When Oracle purchased Sun, a group of developers concerned about the future of the MySQL project under Oracle’s leadership forked the code and started a new project. They did not call it Standard MySQL, though. If they had, the Maria DB project most likely would have disappeared under an avalanche of trademark infringement lawsuits. Luckily, the MariaDB developers did the right thing; they chose a fresh start, renaming the project.
The open source world abounds with successful forks. LibreOffice supplanted OpenOffice, Blink is on its way to being used by more projects than WebKit, and WebKit itself completely overshadows the KHTML project. While not all forks are successful, only about 12 percent of them devolve into trademark fights.

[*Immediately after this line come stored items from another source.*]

//! Energy expenditure calculations
//!
//! BMR (basal metabolic rate), GET (activity-adjusted daily expenditure) and
//! VET (caloric target after the goal adjustment and safety floor).
//!
//! # Design Principles
//!
//! 1. **Pure Functions**: no side effects, no rounding; rounding is a
//!    presentation concern of the caller
//! 2. **Explicit Failure**: invalid inputs are rejected, never defaulted
//! 3. **Single Source**: every coefficient comes from [`crate::tables`]

use crate::errors::{ensure_positive, NutritionError};
use crate::tables::{bmr, limits, objective};
use crate::types::{ActivityLevel, BmrFormula, CalculationInput, Gender, Objective};
use serde::{Deserialize, Serialize};
use tracing::{debug, warn};

// ============================================================================
// BMR
// ============================================================================

/// Body measurements consumed by the BMR equations
#[derive(Debug, Clone, Copy, PartialEq, Serialize, Deserialize)]
pub struct BodyMetrics {
    pub weight_kg: f64,
    pub height_cm: f64,
    pub age_years: u32,
    pub gender: Gender,
    pub body_fat_percent: Option<f64>,
}

impl From<&CalculationInput> for BodyMetrics {
    fn from(input: &CalculationInput) -> Self {
        Self {
            weight_kg: input.weight_kg,
            height_cm: input.height_cm,
            age_years: input.age_years,
            gender: input.gender,
            body_fat_percent: input.body_fat_percent,
        }
    }
}

/// BMR value tagged with the equation that produced it
#[derive(Debug, Clone, Copy, PartialEq, Serialize, Deserialize)]
pub struct EnergyResult {
    pub kcal: f64,
    pub formula: BmrFormula,
}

Markdown and CommonMark are slightly different since technically CommonMark did not fork the Markdown code but the Markdown syntax. This is much murkier legal territory. Whether or not Markdown’s copyright notice (which applies to derivative works) legally applies to CommonMark is something a judge would have to decide. But legal or no, the name “Standard Markdown” certainly violates the spirit and historical precedence of forking a project.
Changing the name to CommonMark solves the technical problem then, but it allows the bigger problem to go unanswered—who should be allowed to control our tools? Should you go with Markdown or CommonMark?
The free software movement—from which the license governing Markdown is derived—says the answer is any one, or rather anyone who can write code. The license allows anyone to fork and build their own, and it’s all decentralized and open. Except that, as Markdown illustrates, the result of that situation is not always ideal.
MacFarlane likens the current state of Markdown to an untended garden, adding that “it is a predictable result that a garden so tended will become untidy, that people will begin to trip on the weeds, and that there will be a call for a cleanup.” In other words, people want to know that their list will be a list.
The answer to the question of who controls our tools will come in part from us and in part from the services we choose to use. There may be some benefits to CommonMark for developers and for Web writers, but it still has to gain acceptance in the wider world if it has any hope of success.
As Winer writes, “Programmers always underestimate deployment, and think they can wave a magic wand and get everyone to upgrade. It’s actually nothing like that. Once the investment is made, and years have gone by, no one wants to go back and dig out old infrastructure and replace it with something else.”
Stack Overflow, reddit, and GitHub will presumably be moving to CommonMark, which will make it the more familiar version for many users, but unless the CommonMark developers can bring others over to their cause, CommonMark will remain Yet Another Standard.
In the mean time, CommonMark is very much a work in progress. If you have ideas or want to contribute to the project, head on over to GitHub. It might not be Markdown, but it could end up becoming something better (or worse).